Intervention de Raymonde Le Texier

Réunion du 3 mars 2005 à 15h00
Réforme de l'organisation du temps de travail dans l'entreprise — Articles additionnels avant l'article 1er

Photo de Raymonde Le TexierRaymonde Le Texier :

Nous apprenons ainsi que les entreprises du CAC 40 ont reversé à la Bourse, pour les années 2003-2004, 56 milliards d'euros en rachetant leurs propres actions. Au niveau européen, entre les dividendes aux actionnaires et les rachats d'actions, le total atteint 230 milliards d'euros.

Permettez-moi de citer quelques chiffres qui figurent dans cet excellent article du Figaro économie. La firme Total arrive en tête du classement pour 2004, avec 2, 6 milliards d'euros distribués. Parallèlement, le groupe a racheté 3, 6 % de son capital pour l'annuler, augmentant ainsi le revenu des actions restantes. Il y a non seulement distribution de dividendes, mais également concentration du capital à l'intérieur de la société pour concentrer aussi les dividendes, qui profitent ainsi aux plus gros actionnaires. Ainsi, faut-il rappeler au Sénat que la holding Wendel Investissement, dont le président est M. Seillière, a procédé à un rachat massif de ses actions ?

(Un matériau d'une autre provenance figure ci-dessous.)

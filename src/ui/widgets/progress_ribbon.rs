// SPDX-License-Identifier: MPL-2.0
//! Thin read-progress ribbon pinned under the navbar.
//!
//! The ribbon fills left to right as the page scrolls, mirroring the
//! scrolled fraction exactly. It is cached and redrawn only when the
//! debounced fraction actually changes.

use crate::ui::design_tokens::sizing;
use iced::widget::canvas::{self, Cache, Canvas, Frame, Geometry, Path};
use iced::{mouse, Color, Length, Point, Rectangle, Renderer, Size, Theme};

/// Canvas program rendering the progress ribbon.
pub struct ProgressRibbon<'a> {
    cache: &'a Cache,
    /// Scrolled fraction in `[0, 1]`.
    fraction: f32,
    color: Color,
}

impl<'a> ProgressRibbon<'a> {
    #[must_use]
    pub fn new(cache: &'a Cache, fraction: f32, color: Color) -> Self {
        Self {
            cache,
            fraction: fraction.clamp(0.0, 1.0),
            color,
        }
    }

    /// Creates a Canvas widget spanning the window width.
    pub fn into_element<Message: 'a>(self) -> iced::Element<'a, Message> {
        Canvas::new(self)
            .width(Length::Fill)
            .height(Length::Fixed(sizing::RIBBON_HEIGHT))
            .into()
    }

    fn fill_width(&self, total: f32) -> f32 {
        total * self.fraction
    }
}

impl<'a, Message> canvas::Program<Message> for ProgressRibbon<'a> {
    type State = ();

    fn draw(
        &self,
        _state: &Self::State,
        renderer: &Renderer,
        _theme: &Theme,
        bounds: Rectangle,
        _cursor: mouse::Cursor,
    ) -> Vec<Geometry> {
        let geometry = self
            .cache
            .draw(renderer, bounds.size(), |frame: &mut Frame| {
                let width = self.fill_width(frame.width());
                if width > 0.0 {
                    let bar = Path::rectangle(
                        Point::ORIGIN,
                        Size::new(width, frame.height()),
                    );
                    frame.fill(&bar, self.color);
                }
            });

        vec![geometry]
    }
}
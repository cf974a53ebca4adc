// SPDX-License-Identifier: MPL-2.0
//! Pointer-driven parallax for the decorative background layers.
//!
//! Each layer translates away from the window center as the pointer moves,
//! with deeper layers travelling further. The state is a pure function of
//! the latest pointer position and the window size; nothing accumulates
//! between events.

/// Number of decorative background layers.
pub const LAYER_COUNT: usize = 3;

/// Per-layer speed increment: layer `i` moves at `(i + 1) * 0.5` speed.
const SPEED_STEP: f32 = 0.5;

/// Pixel travel for a full normalized offset at speed 1.
const TRAVEL: f32 = 10.0;

/// Current translation of every background layer, in pixels.
#[derive(Debug, Clone, Copy, Default, PartialEq)]
pub struct ParallaxField {
    offsets: [(f32, f32); LAYER_COUNT],
}

impl ParallaxField {
    #[must_use]
    pub fn new() -> Self {
        Self::default()
    }

    /// Recomputes every layer from a pointer position in window coordinates.
    ///
    /// The pointer is normalized against the window center to `[-1, 1]` per
    /// axis, so the field rests at zero when the pointer sits dead center
    /// and reaches full travel at the window edges. Degenerate window sizes
    /// leave the field untouched.
    pub fn retarget(&mut self, pointer: (f32, f32), window: (f32, f32)) {
        let (width, height) = window;
        if width <= 0.0 || height <= 0.0 {
            return;
        }

        let normal_x = (pointer.0 / width - 0.5) * 2.0;
        let normal_y = (pointer.1 / height - 0.5) * 2.0;

        for (index, offset) in self.offsets.iter_mut().enumerate() {
            let speed = (index + 1) as f32 * SPEED_STEP;
            *offset = (normal_x * speed * TRAVEL, normal_y * speed * TRAVEL);
        }
    }

    /// Translation of layer `index`, clamped to the last layer.
    #[must_use]
    pub fn layer_offset(&self, index: usize) -> (f32, f32) {
        self.offsets[index.min(LAYER_COUNT - 1)]
    }

    #[must_use]
    pub fn offsets(&self) -> &[(f32, f32); LAYER_COUNT] {
        &self.offsets
    }

    /// Snaps every layer back to rest.
    pub fn reset(&mut self) {
        self.offsets = [(0.0, 0.0); LAYER_COUNT];
    }
}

D'autres sociétés ont agi de même, notamment des banques comme BNP Paribas, la Société générale ou le Crédit Lyonnais. Et, nous explique-t-on benoîtement, la tendance se poursuit en 2005. Par exemple, Schneider Electric a augmenté son dividende de 64 %, et le secteur bancaire entre 30 % et 40 %, selon les cas.

Dans le même temps, le Gouvernement et sa majorité ont l'audace de nous dire que les salaires ont diminué à cause des 35 heures et de la baisse de la valeur du travail. Le seul moyen de corriger cette situation serait donc de permettre aux salariés de travailler plus pour gagner plus, en faisant des heures supplémentaires et en les plaçant sur un compte épargne-temps.

On croit rêver ! Si le pouvoir d'achat a reculé en 2003 de 0, 5 %, chiffre officiel de l'INSEE, pour ne regagner que 0, 5 % en 2004, et stagner en 2005, c'est la faute des 35 heures ! Si le pouvoir d'achat des cadres est en baisse constante de 10 % entre 1990 et 2004, c'est la faute des 35 heures, qui n'existaient pas à l'époque. Si la pauvreté touche 7 millions de Français, ce n'est pas parce que le chômage frappe 2 millions et demi de nos concitoyens et, la précarité, 20 % des salariés, ce n'est pas parce que les minima salariaux, dans 198 branches sur 242, sont inférieurs au SMIC : c'est la faute des 35 heures !

Cela me fait penser à une petite histoire, que vous connaissez sans doute : celle des trois enveloppes. Il s'agit d'un PD-G qui vient d'être nommé à la tête d'une société très importante : ce n'est pas une maison facile, lui dit-on, mais vous disposez de trois enveloppes à ouvrir en cas de problèmes. Quelques mois plus tard, confronté à des menaces de grève, le PD-G ouvre la première enveloppe, dans laquelle il lit : « Dites que c'est la faute de vos prédécesseurs ! » Les choses se calment. Quelque temps après, la situation se dégradant de nouveau au sein de l'entreprise, il ouvre la deuxième enveloppe : « Dites que c'est la faute de la conjoncture. ». Après un retour au calme, la situation s'envenimant encore, le PD-G se voit contraint d'ouvrir la troisième enveloppe, et il lit : « Préparez trois enveloppes.»